On the proto-New Wave strut of ‘Street Waves’, Allen Ravenstine’s synth swells conjure the frequencies of chemical fallout. Working like a dub producer, Ravenstine didn’t as much play his EML 101 and 200 analog synthesizers than manipulate them, coaxing out whooshes, warped swells and eerie radio static via knobs, switches and various patches. As well as performing tape manipulation and saxophone throughout, his minimalist, non-traditional approach to playing keyboards is a vital feature of the aesthetic singularity of The Modern Dance. And where the bass-led bob and open-ended doom-jazz of ‘Laughing’ sounds like Murmur fed through the recesses of Don Van Vliet’s mind, Pere Ubu’s vagrant experimentalism peaks on ‘Chinese Radiation’, a track that, as well as predating Sonic Youth, Pavement and every other 1990s U.S. indie rock band by a generation, remains a parameter-stretching high point of experimental rock n’ roll.
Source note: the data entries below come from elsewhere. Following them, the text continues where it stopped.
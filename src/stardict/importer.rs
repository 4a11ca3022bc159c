//! The import pipeline: resolve, parse, extract, classify, deduplicate,
//! persist, report.

use std::fs;
use std::path::Path;
use std::sync::atomic::{AtomicBool, Ordering};
use std::sync::Arc;

use chrono::Utc;
use log::{info, warn};

use super::archive::{self, ArchiveFiles};
use super::batch::{BatchImporter, GlossaryStore};
use super::blob::BlobStore;
use super::classify;
use super::dedup::{self, GlossaryLookup};
use super::error::{ImportError, Result};
use super::extract::{DefinitionExtractor, ExtractPolicy};
use super::models::{ClassifiedRecord, GlossaryEntry, ImportSummary, SkipCounts};
use super::{header, index};

/// Options controlling one import run.
#[derive(Debug, Clone)]
pub struct ImportOptions {
    /// Number of entries per store transaction.
    pub batch_size: usize,
    /// Enforce the word/definition length limits during extraction.
    /// There is no separate validation pass; this toggles the
    /// [`ExtractPolicy`] limits.
    pub validate_entries: bool,
    /// Filter entries already present in the glossary corpus.
    pub deduplicate: bool,
    /// Context string stamped on every imported entry.
    pub context: String,
}

impl Default for ImportOptions {
    fn default() -> Self {
        Self {
            batch_size: 100,
            validate_entries: true,
            deduplicate: true,
            context: "imported".to_string(),
        }
    }
}

/// Pipeline stage named in progress notifications.
#[derive(Debug, Clone, Copy, PartialEq, Eq)]
pub enum ImportStage {
    Parsing,
    Extracting,
    Classifying,
    Deduplicating,
    Importing,
}

/// One progress notification: how far the named stage has come.
#[derive(Debug, Clone, Copy)]
pub struct ProgressUpdate {
    pub stage: ImportStage,
    pub processed: usize,
    pub total: usize,
}

/// Receives progress notifications from a running import.
///
/// Delivery is best-effort and fire-and-forget; implementations must
/// not block the pipeline.
pub trait ProgressObserver {
    fn on_progress(&self, update: &ProgressUpdate);
}

/// Observer that discards every notification.
#[derive(Debug, Default)]
pub struct NullObserver;

impl ProgressObserver for NullObserver {
    fn on_progress(&self, _update: &ProgressUpdate) {}
}

/// Shared cancellation flag.
///
/// Checked between pipeline stages and between store chunks, so a
/// cancelled run never leaves a chunk half-written. Clone it and hand
/// the copy to whatever owns the caller's timeout mechanism.
#[derive(Debug, Clone, Default)]
pub struct CancelFlag(Arc<AtomicBool>);

impl CancelFlag {
    pub fn new() -> Self {
        Self::default()
    }

    pub fn cancel(&self) {
        self.0.store(true, Ordering::Relaxed);
    }

    pub fn is_cancelled(&self) -> bool {
        self.0.load(Ordering::Relaxed)
    }
}

/// Sequences the full import pipeline and produces an [`ImportSummary`].
///
/// Every run builds its state fresh from the archive files; nothing
/// persists on the importer between runs.
pub struct StardictImporter {
    options: ImportOptions,
    cancel: CancelFlag,
}

impl StardictImporter {
    pub fn new(options: ImportOptions) -> Self {
        Self {
            options,
            cancel: CancelFlag::new(),
        }
    }

    /// Cancellation handle for this importer's runs.
    pub fn cancel_flag(&self) -> CancelFlag {
        self.cancel.clone()
    }

    /// Run the import pipeline against one archive.
    ///
    /// Fatal errors (missing file, malformed header, corrupt compressed
    /// stream, undecodable index word, cancellation) abort before
    /// batching with no partial persistence. Per-entry and per-chunk
    /// problems are folded into the summary counters instead.
    pub fn run<S>(
        &self,
        locator: &Path,
        store: &S,
        observer: &dyn ProgressObserver,
    ) -> Result<ImportSummary>
    where
        S: GlossaryStore + GlossaryLookup,
    {
        info!("Starting StarDict import from {}", locator.display());

        // Step 1: resolve and read the three archive files
        let files = ArchiveFiles::resolve(locator)?;
        let ifo_text = fs::read_to_string(&files.ifo)?;

        // Step 2: header
        let metadata = header::parse(&ifo_text)?;
        self.check_cancelled()?;

        // Step 3: decompress index and blob if their extension says so
        let idx_bytes = archive::read_maybe_gzip(&files.idx)?;
        let dict_bytes = archive::read_maybe_gzip(&files.dict)?;
        if idx_bytes.len() as u64 != metadata.idxfilesize {
            warn!(
                "Index size {} differs from declared idxfilesize {}",
                idx_bytes.len(),
                metadata.idxfilesize
            );
        }

        // Step 4: index
        let parsed = index::parse(&idx_bytes)?;
        let total_entries = parsed.entries.len();
        if total_entries == 0 {
            return Err(ImportError::InvalidFormat(
                "no entries found in archive index".to_string(),
            ));
        }
        if total_entries as u64 != metadata.wordcount {
            warn!(
                "Index holds {} entries but header declares wordcount={}",
                total_entries, metadata.wordcount
            );
        }
        observer.on_progress(&ProgressUpdate {
            stage: ImportStage::Parsing,
            processed: total_entries,
            total: total_entries,
        });
        self.check_cancelled()?;

        // Step 5: extraction (validation policy folded in)
        let blob = BlobStore::new(dict_bytes);
        let extractor = DefinitionExtractor::new(ExtractPolicy::new(self.options.validate_entries));
        let extraction = extractor.extract_all(&parsed.entries, &blob, &metadata.bookname);
        let skip_reasons = SkipCounts::tally(&extraction.skipped);
        observer.on_progress(&ProgressUpdate {
            stage: ImportStage::Extracting,
            processed: extraction.records.len(),
            total: total_entries,
        });
        self.check_cancelled()?;

        // Step 6: classification (pure, never fails)
        let classified: Vec<ClassifiedRecord> = extraction
            .records
            .into_iter()
            .map(|record| {
                let (script, gender_hint) = classify::classify(&record.word);
                ClassifiedRecord {
                    record,
                    script,
                    gender_hint,
                }
            })
            .collect();
        let processed_entries = classified.len();
        observer.on_progress(&ProgressUpdate {
            stage: ImportStage::Classifying,
            processed: processed_entries,
            total: processed_entries,
        });
        self.check_cancelled()?;

        // Step 7: deduplication
        let (survivors, duplicate_entries) = if self.options.deduplicate {
            let outcome = dedup::filter_existing(classified, store);
            (outcome.records, outcome.duplicates)
        } else {
            (classified, 0)
        };
        observer.on_progress(&ProgressUpdate {
            stage: ImportStage::Deduplicating,
            processed: survivors.len(),
            total: processed_entries,
        });
        self.check_cancelled()?;

        // Step 8: batched persistence
        let entries: Vec<GlossaryEntry> = survivors
            .iter()
            .map(|record| GlossaryEntry::from_classified(record, &self.options.context))
            .collect();
        let importer = BatchImporter::new(self.options.batch_size);
        let outcome = importer.import(&entries, store, &self.cancel, observer)?;

        // Step 9: summary
        let summary = ImportSummary {
            dictionary_name: metadata.bookname.clone(),
            source_path: locator.display().to_string(),
            context: self.options.context.clone(),
            total_entries,
            partial_index: parsed.partial,
            processed_entries,
            skipped_entries: skip_reasons.total(),
            skip_reasons,
            duplicate_entries,
            imported_entries: outcome.imported,
            failed_entries: outcome.failed,
            metadata,
            completed_at: Utc::now(),
        };

        info!(
            "StarDict import completed: {} imported, {} skipped, {} duplicates, {} failed",
            summary.imported_entries,
            summary.skipped_entries,
            summary.duplicate_entries,
            summary.failed_entries
        );
        Ok(summary)
    }

    fn check_cancelled(&self) -> Result<()> {
        if self.cancel.is_cancelled() {
            Err(ImportError::Cancelled)
        } else {
            Ok(())
        }
    }
}
//! Batched persistence into the glossary store.

use log::{debug, warn};

use super::error::{ImportError, PersistenceError, Result};
use super::importer::{CancelFlag, ImportStage, ProgressObserver, ProgressUpdate};
use super::models::GlossaryEntry;

/// Persistence capability of the target glossary store.
///
/// The store assigns identifiers and timestamps internally and must
/// treat each call as one all-or-nothing transactional unit.
pub trait GlossaryStore {
    fn insert_batch(&self, entries: &[GlossaryEntry]) -> std::result::Result<(), PersistenceError>;
}

/// Counters accumulated across one batched persistence pass.
#[derive(Debug, Default)]
pub struct BatchOutcome {
    pub imported: usize,
    pub failed: usize,
    /// Indices of the chunks whose insert failed.
    pub failed_chunks: Vec<usize>,
}

/// Persists surviving records in fixed-size transactional chunks.
pub struct BatchImporter {
    batch_size: usize,
}

impl BatchImporter {
    pub fn new(batch_size: usize) -> Self {
        Self {
            batch_size: batch_size.max(1),
        }
    }

    /// Persist `entries` in order, one `insert_batch` call per chunk.
    ///
    /// Each chunk is an independent unit: a failed insert adds the
    /// chunk's size to the failed counter, logs the chunk index, and
    /// processing continues with the next chunk. Retry policy, if any,
    /// belongs to the store. Cancellation is honored between chunks,
    /// never mid-chunk.
    pub fn import(
        &self,
        entries: &[GlossaryEntry],
        store: &dyn GlossaryStore,
        cancel: &CancelFlag,
        observer: &dyn ProgressObserver,
    ) -> Result<BatchOutcome> {
        let mut outcome = BatchOutcome::default();

        for (chunk_idx, chunk) in entries.chunks(self.batch_size).enumerate() {
            if cancel.is_cancelled() {
                return Err(ImportError::Cancelled);
            }
            match store.insert_batch(chunk) {
                Ok(()) => {
                    outcome.imported += chunk.len();
                    debug!("Imported chunk {}: {} entries", chunk_idx, chunk.len());
                }
                Err(e) => {
                    outcome.failed += chunk.len();
                    outcome.failed_chunks.push(chunk_idx);
                    warn!(
                        "Failed to import chunk {} ({} entries): {}",
                        chunk_idx,
                        chunk.len(),
                        e
                    );
                }
            }
            observer.on_progress(&ProgressUpdate {
                stage: ImportStage::Importing,
                processed: outcome.imported + outcome.failed,
                total: entries.len(),
            });
        }

        Ok(outcome)
    }
}
//! Heuristic script and gender classification for extracted words.

use super::models::{Gender, Script};

/// Latin-Extended diacritics used by the International Alphabet of
/// Sanskrit Transliteration (macron vowels, retroflex dots, nasals).
const IAST_DIACRITICS: &[char] = &[
    'ā', 'ī', 'ū', 'ṛ', 'ṝ', 'ḷ', 'ḹ', 'ē', 'ō', 'ṃ', 'ḥ', 'ṅ', 'ñ', 'ṭ', 'ḍ', 'ṇ', 'ś', 'ṣ',
];

// Suffix tables for the gender heuristic, checked in this order against
// the lowercased word.
const MASCULINE_SUFFIXES: &[&str] = &["ा", "a"];
const FEMININE_SUFFIXES: &[&str] = &["ी", "ī", "i"];
const NEUTER_SUFFIXES: &[&str] = &["म्", "am", "um"];

/// Classify a word's writing system and guess its grammatical gender.
///
/// Pure: the same word always yields the same result. Script rules,
/// checked in order:
/// 1. Any code point in the Devanagari block (U+0900–U+097F) ⇒ Devanagari
/// 2. Any IAST diacritic ⇒ Iast
/// 3. Otherwise ⇒ Romanized
pub fn classify(word: &str) -> (Script, Option<Gender>) {
    let script = if word.chars().any(is_devanagari) {
        Script::Devanagari
    } else if word.chars().any(|c| IAST_DIACRITICS.contains(&c)) {
        Script::Iast
    } else {
        Script::Romanized
    };
    (script, gender_hint(word))
}

fn is_devanagari(c: char) -> bool {
    ('\u{0900}'..='\u{097F}').contains(&c)
}

/// Suffix-table gender guess. Approximate: a miss is a valid result,
/// never an error.
fn gender_hint(word: &str) -> Option<Gender> {
    let word = word.to_lowercase();
    if ends_with_any(&word, MASCULINE_SUFFIXES) {
        Some(Gender::Masculine)
    } else if ends_with_any(&word, FEMININE_SUFFIXES) {
        Some(Gender::Feminine)
    } else if ends_with_any(&word, NEUTER_SUFFIXES) {
        Some(Gender::Neuter)
    } else {
        None
    }
}

fn ends_with_any(word: &str, suffixes: &[&str]) -> bool {
    suffixes.iter().any(|suffix| word.ends_with(suffix))
}
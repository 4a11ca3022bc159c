//! Unit coverage for the archive parsers, blob access, and classification.

use stardict_importer::stardict::{blob::BlobStore, classify, extract, header, index};
use stardict_importer::{Gender, ImportError, Script, SkipReason};

fn encode_idx(entries: &[(&str, u32, u32)]) -> Vec<u8> {
    let mut buf = Vec::new();
    for (word, offset, length) in entries {
        buf.extend_from_slice(word.as_bytes());
        buf.push(0);
        buf.extend_from_slice(&offset.to_be_bytes());
        buf.extend_from_slice(&length.to_be_bytes());
    }
    buf
}

#[test]
fn header_parses_required_and_extra_fields() {
    let content = "StarDict's dict ifo file\n\
                   version=2.4.2\n\
                   bookname=Monier-Williams\n\
                   wordcount=160000\n\
                   idxfilesize=3024324\n\
                   description=key=value stays whole\n\
                   not a key value line\n";
    let metadata = header::parse(content).expect("header should parse");

    assert_eq!(metadata.version, "2.4.2");
    assert_eq!(metadata.bookname, "Monier-Williams");
    assert_eq!(metadata.wordcount, 160000);
    assert_eq!(metadata.idxfilesize, 3024324);
    // Only the first `=` splits; the rest belongs to the value.
    assert_eq!(
        metadata.extra.get("description").map(String::as_str),
        Some("key=value stays whole")
    );
}

#[test]
fn header_rejects_bad_signature() {
    let err = header::parse("Some other dictionary format\nversion=1\n").unwrap_err();
    assert!(matches!(err, ImportError::InvalidFormat(_)), "got {:?}", err);
}

#[test]
fn header_reports_missing_field_by_name() {
    let content = "StarDict's dict ifo file\nversion=2.4.2\nbookname=X\nidxfilesize=10\n";
    let err = header::parse(content).unwrap_err();
    assert!(
        matches!(err, ImportError::MissingField("wordcount")),
        "got {:?}",
        err
    );
}

#[test]
fn header_reports_malformed_numeric_value() {
    let content =
        "StarDict's dict ifo file\nversion=2.4.2\nbookname=X\nwordcount=many\nidxfilesize=10\n";
    let err = header::parse(content).unwrap_err();
    match err {
        ImportError::MalformedValue { field, value } => {
            assert_eq!(field, "wordcount");
            assert_eq!(value, "many");
        }
        other => panic!("expected MalformedValue, got {:?}", other),
    }
}

#[test]
fn index_parses_well_formed_entries_in_order() {
    let data = encode_idx(&[("veda", 0, 4), ("yajña", 4, 6), ("agni", 10, 3)]);
    let parsed = index::parse(&data).expect("index should parse");

    assert!(!parsed.partial);
    assert_eq!(parsed.entries.len(), 3);
    assert_eq!(parsed.entries[0].word, "veda");
    assert_eq!(parsed.entries[0].offset, 0);
    assert_eq!(parsed.entries[0].length, 4);
    assert_eq!(parsed.entries[1].word, "yajña");
    assert_eq!(parsed.entries[2].word, "agni");
    assert_eq!(parsed.entries[2].offset, 10);
}

#[test]
fn index_truncated_mid_entry_is_partial_and_deterministic() {
    let full = encode_idx(&[("veda", 0, 4), ("mantra", 4, 10), ("agni", 14, 3)]);
    // Cut into the last entry's span fields.
    let truncated = &full[..full.len() - 4];

    let first = index::parse(truncated).expect("truncated parse should succeed");
    assert!(first.partial);
    assert_eq!(first.entries.len(), 2);

    // Re-parsing identical bytes yields an identical entry count.
    let second = index::parse(truncated).expect("re-parse should succeed");
    assert!(second.partial);
    assert_eq!(first.entries, second.entries);
}

#[test]
fn index_without_final_nul_is_partial() {
    let mut data = encode_idx(&[("veda", 0, 4)]);
    data.extend_from_slice(b"danglingword");
    let parsed = index::parse(&data).expect("parse should succeed");
    assert!(parsed.partial);
    assert_eq!(parsed.entries.len(), 1);
}

#[test]
fn index_empty_buffer_is_complete_and_empty() {
    let parsed = index::parse(&[]).expect("empty parse should succeed");
    assert!(!parsed.partial);
    assert!(parsed.entries.is_empty());
}

#[test]
fn index_rejects_invalid_utf8_word() {
    let mut data = vec![0xFF, 0xFE, 0x00];
    data.extend_from_slice(&[0, 0, 0, 0, 0, 0, 0, 4]);
    let err = index::parse(&data).unwrap_err();
    assert!(matches!(err, ImportError::InvalidFormat(_)), "got {:?}", err);
}

#[test]
fn blob_slices_in_bounds_spans() {
    let blob = BlobStore::new(b"knowledge".to_vec());
    assert_eq!(blob.slice(0, 4).expect("in-bounds slice"), b"know");
    assert_eq!(blob.slice(4, 5).expect("in-bounds slice"), b"ledge");
    assert_eq!(blob.len(), 9);
}

#[test]
fn blob_rejects_out_of_range_and_overflowing_spans() {
    let blob = BlobStore::new(vec![0u8; 50]);
    assert!(matches!(
        blob.slice(4, 100),
        Err(ImportError::OutOfBounds { offset: 4, length: 100, blob_len: 50 })
    ));
    assert!(matches!(
        blob.slice(u32::MAX, u32::MAX),
        Err(ImportError::OutOfBounds { .. })
    ));
    // Zero-length slice at the very end is still in bounds.
    assert_eq!(blob.slice(50, 0).expect("empty tail slice"), b"");
}

#[test]
fn classifier_is_pure_and_tags_scripts() {
    assert_eq!(classify::classify("वेद").0, Script::Devanagari);
    assert_eq!(classify::classify("veda").0, Script::Romanized);
    assert_eq!(classify::classify("brāhmaṇa").0, Script::Iast);

    let first = classify::classify("brāhmaṇa");
    let second = classify::classify("brāhmaṇa");
    assert_eq!(first, second);
}

#[test]
fn classifier_guesses_gender_from_suffixes() {
    assert_eq!(classify::classify("deva").1, Some(Gender::Masculine));
    assert_eq!(classify::classify("devī").1, Some(Gender::Feminine));
    assert_eq!(classify::classify("phalam").1, Some(Gender::Neuter));
    // No matching suffix is a valid result, not an error.
    assert_eq!(classify::classify("manas").1, None);
}

#[test]
fn extractor_sanitizes_definitions() {
    let blob = BlobStore::new(b"fire \x01\x02 god;\n\n  hymn".to_vec());
    let entries = vec![stardict_importer::IndexEntry {
        word: "agni".to_string(),
        offset: 0,
        length: blob.len() as u32,
    }];
    let extractor = extract::DefinitionExtractor::new(extract::ExtractPolicy::default());
    let outcome = extractor.extract_all(&entries, &blob, "test-dict");

    assert_eq!(outcome.records.len(), 1);
    assert_eq!(outcome.records[0].definition, "fire god; hymn");
    assert_eq!(outcome.records[0].source_archive, "test-dict");
    assert!(outcome.skipped.is_empty());
}

#[test]
fn extractor_skips_by_reason_without_aborting() {
    let blob = BlobStore::new(b"0123456789".to_vec());
    let long_word = "a".repeat(300);
    let entries = vec![
        stardict_importer::IndexEntry {
            word: "good".to_string(),
            offset: 0,
            length: 5,
        },
        stardict_importer::IndexEntry {
            word: "oob".to_string(),
            offset: 8,
            length: 100,
        },
        stardict_importer::IndexEntry {
            word: "blank".to_string(),
            offset: 0,
            length: 0,
        },
        stardict_importer::IndexEntry {
            word: long_word.clone(),
            offset: 0,
            length: 5,
        },
    ];

    let extractor = extract::DefinitionExtractor::new(extract::ExtractPolicy::default());
    let outcome = extractor.extract_all(&entries, &blob, "test-dict");

    assert_eq!(outcome.records.len(), 1);
    assert_eq!(outcome.records[0].word, "good");
    let reasons: Vec<SkipReason> = outcome.skipped.iter().map(|s| s.reason).collect();
    assert_eq!(
        reasons,
        vec![
            SkipReason::OffsetOutOfBounds,
            SkipReason::EmptyContent,
            SkipReason::TooLong
        ]
    );
}

#[test]
fn extractor_limits_can_be_disabled() {
    let blob = BlobStore::new(b"0123456789".to_vec());
    let long_word = "a".repeat(300);
    let entries = vec![stardict_importer::IndexEntry {
        word: long_word,
        offset: 0,
        length: 5,
    }];

    let extractor = extract::DefinitionExtractor::new(extract::ExtractPolicy::new(false));
    let outcome = extractor.extract_all(&entries, &blob, "test-dict");
    assert_eq!(outcome.records.len(), 1);
    assert!(outcome.skipped.is_empty());
}

#[test]
fn extractor_replaces_invalid_utf8_in_definitions() {
    let blob = BlobStore::new(vec![b'o', b'k', 0xFF, b'o', b'k']);
    let entries = vec![stardict_importer::IndexEntry {
        word: "w".to_string(),
        offset: 0,
        length: 5,
    }];
    let extractor = extract::DefinitionExtractor::new(extract::ExtractPolicy::default());
    let outcome = extractor.extract_all(&entries, &blob, "test-dict");
    assert_eq!(outcome.records.len(), 1);
    assert_eq!(outcome.records[0].definition, "ok\u{FFFD}ok");
}
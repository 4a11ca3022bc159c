//! # stardict-importer
//!
//! A parser and import pipeline for StarDict dictionary archives
//! (`.ifo`, `.idx`/`.idx.gz`, `.dict`/`.dict.gz` file triples).
//! Extracted entries are sanitized, classified by script (Devanagari,
//! IAST, romanized), deduplicated against an existing glossary corpus,
//! and persisted in fixed-size transactional batches.
//!
//! The surrounding web portal (HTTP, auth, search, ORM) is not part of
//! this crate; the target store is reached only through the
//! [`GlossaryLookup`] and [`GlossaryStore`] traits.
pub mod stardict;

// Re-export the main types for convenience
pub use stardict::{
    batch::{BatchImporter, GlossaryStore},
    blob::BlobStore,
    dedup::GlossaryLookup,
    error::{ImportError, PersistenceError, Result},
    importer::{
        CancelFlag, ImportOptions, ImportStage, NullObserver, ProgressObserver, ProgressUpdate,
        StardictImporter,
    },
    models::{
        ArchiveMetadata, ClassifiedRecord, Gender, GlossaryEntry, ImportSummary, IndexEntry,
        RawRecord, Script, SkipReason,
    },
};
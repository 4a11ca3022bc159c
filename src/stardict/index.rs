//! StarDict `.idx` binary index parsing.

use byteorder::{BigEndian, ByteOrder};
use log::{info, warn};

use super::error::{ImportError, Result};
use super::models::IndexEntry;

/// Result of scanning an `.idx` buffer.
#[derive(Debug)]
pub struct ParsedIndex {
    pub entries: Vec<IndexEntry>,
    /// True when the buffer ended mid-entry and the truncated tail was
    /// dropped.
    pub partial: bool,
}

/// Parse a decompressed `.idx` buffer into its index entries.
///
/// Entry layout, repeated to the end of the buffer:
/// ```text
/// [N bytes] word, UTF-8, NUL-terminated
/// [4 bytes] definition offset in the blob (big-endian u32)
/// [4 bytes] definition length in bytes (big-endian u32)
/// ```
///
/// A truncated tail (no further NUL, or fewer than 8 bytes after one)
/// stops the scan; entries collected so far are returned with `partial`
/// set. Re-parsing identical bytes always yields identical output.
///
/// A word that is not valid UTF-8 is a hard failure: a corrupt word
/// list cannot be trusted structurally.
pub fn parse(data: &[u8]) -> Result<ParsedIndex> {
    info!("Parsing .idx index ({} bytes)", data.len());

    let mut entries = Vec::new();
    let mut cursor = 0usize;
    let mut partial = false;

    while cursor < data.len() {
        let Some(nul) = data[cursor..].iter().position(|&b| b == 0).map(|p| cursor + p) else {
            partial = true;
            break;
        };
        // The word's NUL must be followed by the two u32 span fields.
        if nul + 9 > data.len() {
            partial = true;
            break;
        }

        let word = std::str::from_utf8(&data[cursor..nul])
            .map_err(|e| {
                ImportError::InvalidFormat(format!(
                    "invalid UTF-8 in index word at byte offset {}: {}",
                    cursor, e
                ))
            })?
            .to_string();

        let offset = BigEndian::read_u32(&data[nul + 1..nul + 5]);
        let length = BigEndian::read_u32(&data[nul + 5..nul + 9]);

        entries.push(IndexEntry {
            word,
            offset,
            length,
        });
        cursor = nul + 9;
    }

    if partial {
        warn!(
            "Truncated .idx tail at byte {}; recovered {} entries",
            cursor,
            entries.len()
        );
    } else {
        info!("Parsed .idx index: {} entries", entries.len());
    }

    Ok(ParsedIndex { entries, partial })
}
Whereas Side One struts, Side Two is a neurotic shuffle. The sole track on the album credited to Peter Laughner, ‘Life Stinks’ is a squawking, Dadaist deluge of Thomas’ vocals and musette and Ravenstine’s sax. Here – as with much of The Modern Dance – one can trace the stylistic birth of Peter Hook and the sub-funk of Jah Wobble in Tony Maimone’s disjointed, dominant bass-lines. Evoking images of David Thomas spouting gibberish on some solitary, psychotic walk home from a Rust Belt rock & roll show, the smashed glass and winding darkness of ‘Sentimental Journey’ preempts the doomy lonerism of Jandek, Slint’s ‘Don, Aman’ and more, while ‘Over My Head’ remains one of the era’s most perfectly abstracted, slow-burning love-songs, a track straddling the thin line between demented and gushing like few others. The Modern Dance flames out on ‘Humor Me’, the sound of one last shimmy before the bomb drops at dawn.

But for all its masterful musicianship, it’s David Thomas that effortlessly sets The Modern Dance apart. Equal parts presence and performance, he is a bag of bad nerves from beginning to end; the twitching, burly man you really hope doesn’t sit beside you on the bus ride home. With Hamann having said his vocals were recorded "carefully, sometimes phrase by phrase, which is still the case" his nervy, rambling psycho-babble is – though certainly in the same vein of Tom Verlaine and David Byrne – of its very own spooky, at times brilliantly manic caste. No frontperson came close to invoking the dark cloud that hung over the industrial midwest throughout the 1970s as Thomas does on The Modern Dance and its follow-up, Dub Housing.

Having built up a steady following in the UK, Pere Ubu played their first non-U.S. show at Rafters nightclub in Manchester on April 28, 1978. Having acquired an advance copy of The Modern Dance via import two months earlier, Jon Savage was in attendance. He recalls seeing members of the newly-named Joy Division in attendance. "Peter Hook was definitely there,” he says. "He was the most visible member then. I seem to remember it was busy. There was plenty of interest – Geoff Travis covered it for Sounds and I had already reviewed the album.” With Unknown Pleasures a whole seventeen months away, it would have been patent to many in attendance that night that Pere Ubu foreshadowed what post-punk would soon manifest itself as before Gang of Four, Cabaret Voltaire, Magazine, PiL et al. followed suit later in the year.

Having told Search And Destroy in 1977 that he considered Pere Ubu “to be a pop band, totally the same as Wings, or The Music Explosion or The Archies. It’s just that we are doing more modern and therefore better pop music”, David Thomas has since seemed content with “avant-garage”. But as much pop as they were avant garde and, in many ways, anti-punk, Pere Ubu excavated the ruins of rock & roll and refashioned it – as foretold by Crocus Behemoth back in 1975 – as a sort of strange new psychedelia. Though their debut album sold poorly, they offered up an alternative to self-destruction and wallowing within the confines of downturn. On The Modern Dance, Pere Ubu’s performance was not a self-pitying death march but first-rate doom boogie. Rock, pop and punk – whichever subset you prefer – has struggled to find a more compelling soundtrack to alienation, madness and pure joy since.